Once you train a reinforcement learning agent, you can generate code to deploy the optimal policy. You can generate:

  • CUDA®code for deep neural network policies using GPU Coder™

  • C/C++ code for table, deep neural network, or linear basis function policies usingMATLAB®编码器™

Note

Code generation for deep neural network policies supports only networks with a single input layer.

有关培训加固学习代理的更多信息,请参阅Train Reinforcement Learning Agents.

要创建基于给定观察的策略评估功能,请使用生成policyfunction.command. This command generates a MATLAB script, which contains the policy evaluation function, and a MAT-file, which contains the optimal policy data.

You can generate code to deploy this policy function using GPU Coder orMATLAB Coder.

使用代码使用GPU Coder

If your trained optimal policy uses a deep neural network, you can generate CUDA code for the policy using GPU Coder. There are several required and recommended prerequisite products for generating CUDA code for deep neural networks. For more information, seeInstalling Prerequisite Products(GPU编码器)Setting Up the Prerequisite Products(GPU编码器).

Not all deep neural network layers support GPU code generation. For a list of supported layers, see金宝app支持的网络和层(GPU编码器). For more information and examples on GPU code generation, see与GPU编码器深入学习(GPU编码器).

GenerateCUDACode for Deep Neural Network Policy

例如,为培训的策略梯度代理生成GPU代码火车PG代理可以平衡车杆系统.

加载培训的代理。

load('matlabcartpolepg.mat','agent')

Create a policy evaluation function for this agent.

生成policyfunction(代理)

This command creates theequatepolicy.m.文件,包含策略函数,以及agentData.matfile, which contains the trained deep neural network actor. For a given observation, the policy function evaluates a probability for each potential action using the actor network. Then, the policy function randomly selects an action based on these probabilities.
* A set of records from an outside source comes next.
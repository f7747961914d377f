//! CLI dispatch for the editing commands: `new`, `paint`, `fill` and `clear`.
//!
//! Each command loads the grid into an `EditorSession`, applies the edit, and
//! writes the text export back.

use std::path::Path;
use std::process::ExitCode;

use crate::config::PxgConfig;
use crate::session::EditorSession;

use super::{load_session, EXIT_ERROR, EXIT_INVALID_ARGS, EXIT_SUCCESS};

/// Execute the new command.
pub fn run_new(config: &PxgConfig, output: Option<&Path>) -> ExitCode {
    let session = match EditorSession::new(config) {
        Ok(s) => s,
        Err(e) => {
            eprintln!("Error: {}", e);
            return ExitCode::from(EXIT_INVALID_ARGS);
        }
    };

    match output {
        Some(path) => write_result(&session, path, output, false),
        None => {
            println!("{}", session.export_text());
            ExitCode::from(EXIT_SUCCESS)
        }
    }
}

/// Execute the paint command.
pub fn run_paint(
    config: &PxgConfig,
    input: &Path,
    centers: &[(usize, usize)],
    output: Option<&Path>,
    dry_run: bool,
) -> ExitCode {
    let mut session = match load_session(config, input) {
        Ok(s) => s,
        Err(code) => return code,
    };

    let mut painted = 0;
    for &(row, col) in centers {
        let index = match session.grid().index_of(row, col) {
            Ok(i) => i,
            Err(e) => {
                eprintln!("Error: {}", e);
                return ExitCode::from(EXIT_INVALID_ARGS);
            }
        };
        match session.paint_at(index) {
            Ok(n) => painted += n,
            Err(e) => {
                eprintln!("Error: {}", e);
                return ExitCode::from(EXIT_ERROR);
            }
        }
    }
    log::info!("painted {} cells with {}", painted, session.active_color());

    write_result(&session, input, output, dry_run)
}

/// Execute the fill command.
pub fn run_fill(config: &PxgConfig, input: &Path, output: Option<&Path>, dry_run: bool) -> ExitCode {
    let mut session = match load_session(config, input) {
        Ok(s) => s,
        Err(code) => return code,
    };
    session.fill();
    write_result(&session, input, output, dry_run)
}

/// Execute the clear command.
pub fn run_clear(config: &PxgConfig, input: &Path, output: Option<&Path>, dry_run: bool) -> ExitCode {
    let mut session = match load_session(config, input) {
        Ok(s) => s,
        Err(code) => return code,
    };
    session.clear();
    write_result(&session, input, output, dry_run)
}

/// Write the session's text export to `output` (or back to `input`), or print it on dry runs.
fn write_result(
    session: &EditorSession,
    input: &Path,
    output: Option<&Path>,
    dry_run: bool,
) -> ExitCode {
    let content = session.export_text();
    if dry_run {
        println!("{}", content);
        return ExitCode::from(EXIT_SUCCESS);
    }

    let target = output.unwrap_or(input);
    if let Some(parent) = target.parent() {
        if !parent.as_os_str().is_empty() && !parent.exists() {
            if let Err(e) = std::fs::create_dir_all(parent) {
                eprintln!("Error: Failed to create '{}': {}", parent.display(), e);
                return ExitCode::from(EXIT_ERROR);
            }
        }
    }
    if let Err(e) = std::fs::write(target, content) {
        eprintln!("Error: Failed to write '{}': {}", target.display(), e);
        return ExitCode::from(EXIT_ERROR);
    }

    println!("Saved: {}", target.display());
    ExitCode::from(EXIT_SUCCESS)
}
//! CLI dispatch for the `pxg render` command.

use std::path::Path;
use std::process::ExitCode;

use crate::config::PxgConfig;
use crate::output::{generate_output_path, save_png};

use super::{load_session, EXIT_ERROR, EXIT_SUCCESS};

/// Execute the render command.
pub fn run_render(config: &PxgConfig, input: &Path, output: Option<&Path>) -> ExitCode {
    let session = match load_session(config, input) {
        Ok(s) => s,
        Err(code) => return code,
    };

    let image = match session.export_raster() {
        Ok(img) => img,
        Err(e) => {
            eprintln!("Error: {}", e);
            return ExitCode::from(EXIT_ERROR);
        }
    };

    let output_path = generate_output_path(input, output, "png");
    if let Err(e) = save_png(&image, &output_path) {
        eprintln!("Error: Failed to save '{}': {}", output_path.display(), e);
        return ExitCode::from(EXIT_ERROR);
    }

    println!("Saved: {}", output_path.display());
    ExitCode::from(EXIT_SUCCESS)
}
Since the actor network for this PG agent has a single input layer and single output layer, you can generate code for this network using GPU Coder. For example, you can generate a CUDA compatible MEX function.

Configure thecodegen功能创建CUDA兼容C ++ MEX功能。

cfg = coder.gpuConfig('mex'); cfg.TargetLang ='C++'; cfg.DeepLearningConfig = coder.DeepLearningConfig('cudnn');

设置策略评估输入参数的尺寸,其对应于代理的观察规范维度。要找到观察尺寸,请使用getobservationInfo.功能。In this case, the observations are in a four-element vector.

argstr ='{ONEON(4,1)}';

Generate code using thecodegen功能。

codegen('-config','cfg','evaluatePolicy','-args',argstr,'-报告');

This command generates the MEX functionevaluatepolicy_mex..

使用代码使用MATLAB编码器

您可以使用表,深神经网络或线性基础函数策略生成C / C ++代码MATLAB Coder.

UsingMATLAB Coder,您可以生成:

Generate C++ Code for Deep Neural Network Policy

As an example, generate C code for the policy gradient agent trained in火车PG代理可以平衡车杆系统.

加载培训的代理。

load('matlabcartpolepg.mat','agent')

Create a policy evaluation function for this agent.

生成policyfunction(代理)

This command creates theequatepolicy.m.文件,包含策略函数,以及agentData.matfile, which contains the trained deep neural network actor. For a given observation, the policy function evaluates a probability for each potential action using the actor network. Then, the policy function randomly selects an action based on these probabilities.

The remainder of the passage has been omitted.